During the 1845-1852 Irish potato famine, one million people died, another one million emigrated and the population dropped by one-third.
The population of "Little Britain" has yet to return to its pre-famine peak.
The Irish uprising of 1916 was brutally put down by London. Fifteen Nationalist leaders were executed and thousands imprisoned, turning many Irish against the United Kingdom and, in 1949, the Republic of Ireland won its independence.
Conflict continued in Northern Ireland between Catholics and Protestants, claiming 3600 lives before the Good Friday Agreement of 1998 which included self-government for Northern Ireland jointly headed by a Unionist First Minister and a Nationalist deputy First Minister.
More importantly, in 1973 the Republic of Ireland and the United Kingdom joined the European Union and "Little Britain" changed from an agricultural society to a high-tech "Celtic Tiger" economy.
In 1999, the Republic adopted the euro as its currency, subsequently enjoying an annual growth rate nearing 10 per cent.
"Little Britain" now has an open border with the free movement of people, goods, services and capital.
By 2015, the Republic was the sixth most developed nation according to the United Nations human development index and all-island institutions now manage electricity, natural gas, waterways, food safety, trade, EU programmes, language, the coast, lighthouses and the marine environment.
After "Brexit", when the UK voted to leave the European Union, the all-Irish farming and food sectors were "terrified" at the prospect of a hard post-Brexit border which others saw as "an obvious target for dissident republican terrorists and a threat to the Irish peace process".
Theresa May's Conservative Party enjoys a parliamentary majority with the support of the Northern Ireland Democratic Unionist Party, and DUP leader Arlene Foster said no to a hard border.
Northern Ireland - along with London - voted to stay in the EU and 58 per cent of people in Northern Ireland want to stay in the "all-Ireland" single market and customs union after "Brexit".
The business sector called for customs clearing by computer and electronic number plate recognition, pointing out that half of all-Irish workers live in the trans-border Belfast-Dublin corridor.
South of the border, Irish Prime Minister Leo Varadkar enjoyed a surge in support on the back of the "Brexit" row when he joined the call for an open border. Irish deputy PM, Simon Coveney, added provocatively that he hoped to see a united Ireland in his lifetime, no doubt making DUP founder and hardline Protestant Ian Paisley spin in his grave.
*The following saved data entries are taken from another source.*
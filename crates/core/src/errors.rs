//! Core error types for the Stocktracker application.
//!
//! This module defines database-agnostic error types. Storage-specific errors
//! (from Diesel, SQLite, etc.) are converted to these types by the storage layer.

use thiserror::Error;

use stocktracker_market_data::{ErrorCategory, MarketDataError, SymbolError};

/// Type alias for Result using our Error type.
pub type Result<T> = std::result::Result<T, Error>;

/// Root error type for the application.
///
/// Database-specific errors are wrapped in string form to keep this type
/// database-agnostic.
#[derive(Error, Debug)]
pub enum Error {
    #[error("Database operation failed: {0}")]
    Database(#[from] DatabaseError),

    #[error("Input validation failed: {0}")]
    Validation(#[from] ValidationError),

    #[error("Market data operation failed: {0}")]
    MarketData(#[from] MarketDataError),

    #[error("Unexpected error: {0}")]
    Unexpected(String),
}

impl Error {
    /// The user-facing message category for this error.
    ///
    /// A malformed symbol never reaches the provider, but it reads to the user
    /// the same way as one the provider rejected.
    pub fn category(&self) -> ErrorCategory {
        match self {
            Error::MarketData(e) => e.category(),
            Error::Validation(ValidationError::Symbol(_)) => ErrorCategory::InvalidSymbol,
            Error::Validation(_) | Error::Database(_) | Error::Unexpected(_) => {
                ErrorCategory::Generic
            }
        }
    }
}

/// Database-agnostic error type for storage operations.
///
/// This enum uses `String` for all error details, allowing the storage layer
/// to convert storage-specific errors (Diesel, SQLite, etc.) into this format.
#[derive(Error, Debug)]
pub enum DatabaseError {
    /// Failed to establish a database connection.
    #[error("Failed to connect to database: {0}")]
    ConnectionFailed(String),

    /// Failed to create or configure the connection pool.
    #[error("Failed to create database pool: {0}")]
    PoolCreationFailed(String),

    /// A database query failed to execute.
    #[error("Database query failed: {0}")]
    QueryFailed(String),

    /// The requested record was not found.
    #[error("Record not found: {0}")]
    NotFound(String),

    /// Database migration failed.
    #[error("Database migration failed: {0}")]
    MigrationFailed(String),

    /// Internal/unexpected database error.
    #[error("Internal database error: {0}")]
    Internal(String),
}

#[derive(Error, Debug)]
pub enum ValidationError {
    #[error("{0}")]
    Symbol(#[from] SymbolError),

    #[error("Invalid input: {0}")]
    InvalidInput(String),
}

// === From implementations for common error types ===

impl From<SymbolError> for Error {
    fn from(err: SymbolError) -> Self {
        Error::Validation(ValidationError::Symbol(err))
    }
}

impl From<std::io::Error> for Error {
    fn from(err: std::io::Error) -> Self {
        Error::Validation(ValidationError::InvalidInput(err.to_string()))
    }
}

impl From<Error> for String {
    fn from(err: Error) -> Self {
        err.to_string()
    }
}
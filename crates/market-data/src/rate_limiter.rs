//! Sliding window rate limiter for the market data provider.
//!
//! Keeps the timestamps of recent calls and admits a new call only while fewer
//! than `max_calls` of them fall inside the trailing window. Entries that have
//! aged out are purged on every inspection, so the window is always evaluated
//! against "now" rather than on a timer.

use std::collections::VecDeque;
use std::sync::{Mutex, MutexGuard};
use std::time::{Duration, Instant};

use log::{debug, warn};

/// Default budget: 5 calls (Alpha Vantage free tier).
pub const DEFAULT_MAX_CALLS: usize = 5;

/// Default window length.
pub const DEFAULT_WINDOW: Duration = Duration::from_secs(60);

/// Rate limiter configuration.
#[derive(Clone, Debug, PartialEq, Eq)]
pub struct RateLimitConfig {
    /// Maximum admitted calls inside one window.
    pub max_calls: usize,
    /// Length of the trailing window.
    pub window: Duration,
}

impl Default for RateLimitConfig {
    fn default() -> Self {
        Self {
            max_calls: DEFAULT_MAX_CALLS,
            window: DEFAULT_WINDOW,
        }
    }
}

/// Call timestamps inside the trailing window, oldest first.
#[derive(Debug)]
struct CallWindow {
    calls: VecDeque<Instant>,
    max_calls: usize,
    window: Duration,
}

impl CallWindow {
    fn new(config: &RateLimitConfig) -> Self {
        Self {
            calls: VecDeque::with_capacity(config.max_calls),
            max_calls: config.max_calls,
            window: config.window,
        }
    }

    /// Drop every timestamp older than `now - window`.
    fn purge(&mut self, now: Instant) {
        while let Some(&oldest) = self.calls.front() {
            if now.saturating_duration_since(oldest) > self.window {
                self.calls.pop_front();
            } else {
                break;
            }
        }
    }

    fn is_full(&mut self, now: Instant) -> bool {
        self.purge(now);
        self.calls.len() >= self.max_calls
    }

    fn try_admit(&mut self, now: Instant) -> bool {
        if self.is_full(now) {
            return false;
        }
        self.calls.push_back(now);
        true
    }

    fn retry_after(&mut self, now: Instant) -> Duration {
        if !self.is_full(now) {
            return Duration::ZERO;
        }
        // Full implies at least one entry; the oldest frees the next slot.
        let oldest = self.calls.front().copied().unwrap_or(now);
        let age = now.saturating_duration_since(oldest);
        // Purge drops entries strictly older than the window, so the slot frees
        // just past the boundary.
        (self.window - age) + Duration::from_millis(1)
    }
}

/// Sliding window rate limiter, one instance per process.
///
/// Thread-safe: admission is a single critical section, so two callers can
/// never both observe "4 of 5 used" and both proceed. Share it behind an `Arc`.
#[derive(Debug)]
pub struct RateLimiter {
    window: Mutex<CallWindow>,
}

impl RateLimiter {
    /// Create a limiter with the default 5 calls per 60 seconds.
    pub fn new() -> Self {
        Self::with_config(RateLimitConfig::default())
    }

    pub fn with_config(config: RateLimitConfig) -> Self {
        Self {
            window: Mutex::new(CallWindow::new(&config)),
        }
    }

    /// Lock the window, recovering from poison if necessary.
    ///
    /// The window holds only timestamps, so the state left by a panicking
    /// holder is still usable.
    fn lock_window(&self) -> MutexGuard<'_, CallWindow> {
        self.window.lock().unwrap_or_else(|poisoned| {
            warn!("Rate limiter window mutex was poisoned, recovering");
            poisoned.into_inner()
        })
    }

    /// Admit a call and record it, or reject without consuming a slot.
    pub fn admit(&self) -> bool {
        self.admit_at(Instant::now())
    }

    pub(crate) fn admit_at(&self, now: Instant) -> bool {
        let admitted = self.lock_window().try_admit(now);
        if admitted {
            debug!("Rate limiter: call admitted");
        } else {
            debug!("Rate limiter: call rejected, window is full");
        }
        admitted
    }

    /// Whether the next call would be rejected. Records nothing.
    pub fn is_limited(&self) -> bool {
        self.is_limited_at(Instant::now())
    }

    pub(crate) fn is_limited_at(&self, now: Instant) -> bool {
        self.lock_window().is_full(now)
    }

    /// Free slots in the current window.
    pub fn remaining(&self) -> usize {
        let now = Instant::now();
        let mut window = self.lock_window();
        window.purge(now);
        window.max_calls.saturating_sub(window.calls.len())
    }

    /// Time until the next slot frees up, zero when a call would be admitted.
    pub fn retry_after(&self) -> Duration {
        self.lock_window().retry_after(Instant::now())
    }

    /// Saturate the window after a provider-side throttle.
    ///
    /// Every slot is stamped "now", so the limiter stays closed for a full
    /// window afterwards regardless of how many local calls it had counted.
    pub fn record_upstream_throttle(&self) {
        self.record_upstream_throttle_at(Instant::now());
    }

    pub(crate) fn record_upstream_throttle_at(&self, now: Instant) {
        let mut window = self.lock_window();
        let max_calls = window.max_calls;
        window.calls.clear();
        window.calls.extend(std::iter::repeat(now).take(max_calls));
        warn!(
            "Rate limiter: provider throttled, {} calls now counted in window",
            window.calls.len()
        );
    }

    /// Forget all recorded calls.
    pub fn reset(&self) {
        self.lock_window().calls.clear();
    }
}

impl Default for RateLimiter {
    fn default() -> Self {
        Self::new()
    }
}

#[cfg(test)]
mod tests {
    use super::*;
    use proptest::prelude::*;
    use std::sync::Arc;

    #[test]
    fn test_sixth_call_in_window_is_rejected() {
        let limiter = RateLimiter::new();
        let start = Instant::now();

        for i in 0..5 {
            assert!(limiter.admit_at(start + Duration::from_secs(i)));
        }
        assert!(!limiter.admit_at(start + Duration::from_secs(5)));
        assert!(limiter.is_limited_at(start + Duration::from_secs(5)));
    }

    #[test]
    fn test_rejected_call_consumes_no_slot() {
        let limiter = RateLimiter::new();
        let start = Instant::now();

        for _ in 0..5 {
            assert!(limiter.admit_at(start));
        }
        for i in 1..10 {
            assert!(!limiter.admit_at(start + Duration::from_secs(i)));
        }

        // Only the five admitted calls age out; one minute later all slots are free.
        let later = start + DEFAULT_WINDOW + Duration::from_millis(1);
        for _ in 0..5 {
            assert!(limiter.admit_at(later));
        }
    }

    #[test]
    fn test_aged_out_call_frees_one_slot() {
        let limiter = RateLimiter::new();
        let start = Instant::now();

        for i in 0..5 {
            assert!(limiter.admit_at(start + Duration::from_secs(i * 10)));
        }

        // The first call is still inside the window at exactly 60s.
        assert!(!limiter.admit_at(start + DEFAULT_WINDOW));

        let first_aged_out = start + DEFAULT_WINDOW + Duration::from_millis(1);
        assert!(limiter.admit_at(first_aged_out));
        assert!(!limiter.admit_at(first_aged_out));
    }

    #[test]
    fn test_is_limited_does_not_record() {
        let limiter = RateLimiter::new();
        let start = Instant::now();

        for _ in 0..20 {
            assert!(!limiter.is_limited_at(start));
        }
        for _ in 0..5 {
            assert!(limiter.admit_at(start));
        }
        assert!(limiter.is_limited_at(start));
    }

    #[test]
    fn test_custom_config() {
        let limiter = RateLimiter::with_config(RateLimitConfig {
            max_calls: 2,
            window: Duration::from_secs(1),
        });
        let start = Instant::now();

        assert!(limiter.admit_at(start));
        assert!(limiter.admit_at(start));
        assert!(!limiter.admit_at(start));
        assert!(limiter.admit_at(start + Duration::from_millis(1001)));
    }

    #[test]
    fn test_upstream_throttle_closes_window() {
        let limiter = RateLimiter::new();
        let start = Instant::now();

        assert!(limiter.admit_at(start));
        let throttled_at = start + Duration::from_secs(10);
        limiter.record_upstream_throttle_at(throttled_at);
        assert!(limiter.is_limited_at(throttled_at));
        assert_eq!(limiter.lock_window().calls.len(), DEFAULT_MAX_CALLS);

        // The call admitted at `start` no longer frees a slot early.
        assert!(limiter.is_limited_at(start + DEFAULT_WINDOW + Duration::from_secs(1)));

        // Repeated throttles keep the window bounded.
        limiter.record_upstream_throttle_at(throttled_at);
        assert_eq!(limiter.lock_window().calls.len(), DEFAULT_MAX_CALLS);
        assert!(limiter.admit_at(throttled_at + DEFAULT_WINDOW + Duration::from_millis(1)));
    }

    #[test]
    fn test_upstream_throttle_fills_every_slot() {
        let limiter = RateLimiter::with_config(RateLimitConfig {
            max_calls: 5,
            window: Duration::from_secs(60),
        });
        let start = Instant::now();

        assert!(limiter.admit_at(start));
        limiter.record_upstream_throttle_at(start);

        assert_eq!(limiter.lock_window().calls.len(), 5);
        assert!(limiter.is_limited_at(start));
        assert!(!limiter.admit_at(start + Duration::from_secs(30)));
        assert_eq!(
            limiter.lock_window().retry_after(start),
            DEFAULT_WINDOW + Duration::from_millis(1)
        );
    }

    #[test]
    fn test_remaining_and_reset() {
        let limiter = RateLimiter::new();
        assert_eq!(limiter.remaining(), 5);
        assert_eq!(limiter.retry_after(), Duration::ZERO);

        assert!(limiter.admit());
        assert!(limiter.admit());
        assert_eq!(limiter.remaining(), 3);

        limiter.reset();
        assert_eq!(limiter.remaining(), 5);
    }

    #[test]
    fn test_retry_after_when_full() {
        let limiter = RateLimiter::new();
        for _ in 0..5 {
            assert!(limiter.admit());
        }
        let wait = limiter.retry_after();
        assert!(wait > Duration::from_secs(59));
        assert!(wait <= DEFAULT_WINDOW + Duration::from_millis(1));
    }

    #[test]
    fn test_concurrent_admission_never_exceeds_budget() {
        let limiter = Arc::new(RateLimiter::new());
        let handles: Vec<_> = (0..16)
            .map(|_| {
                let limiter = Arc::clone(&limiter);
                std::thread::spawn(move || (0..10).filter(|_| limiter.admit()).count())
            })
            .collect();

        let admitted: usize = handles.into_iter().map(|h| h.join().unwrap()).sum();
        assert_eq!(admitted, DEFAULT_MAX_CALLS);
    }

    proptest! {
        #[test]
        fn prop_at_most_five_per_window(mut offsets in prop::collection::vec(0u64..300_000, 1..80)) {
            offsets.sort_unstable();
            let limiter = RateLimiter::new();
            let start = Instant::now();

            let admitted: Vec<u64> = offsets
                .iter()
                .copied()
                .filter(|ms| limiter.admit_at(start + Duration::from_millis(*ms)))
                .collect();

            for (i, &t) in admitted.iter().enumerate() {
                let in_window = admitted[..=i]
                    .iter()
                    .filter(|&&earlier| t - earlier <= 60_000)
                    .count();
                prop_assert!(in_window <= DEFAULT_MAX_CALLS);
            }
        }
    }
}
On the other side of the Irish Channel, British Foreign Affairs Minister Boris Johnson said "Brexit" was about "taking back control of our laws, of our borders and of our cash", while English Conservative MP Bernard Jenkin added: "The Irish government is being played like a harp by the EU."
The Northern Ireland bombings and shootings didn't go away entirely after the Good Friday Agreement, and a member of an IRA splinter group was recently jailed for buying grenades on the dark net, and another was sentenced to 11 years in prison for planning to blow up Prince Charles.
In Ireland there has always been a fine line between sectarian freedom fighters and criminals, extortionists and killers.
Recent history shows that "all-Ireland" economic co-operation has helped "Little Britain" transcend centuries of religious/nationalist intolerance.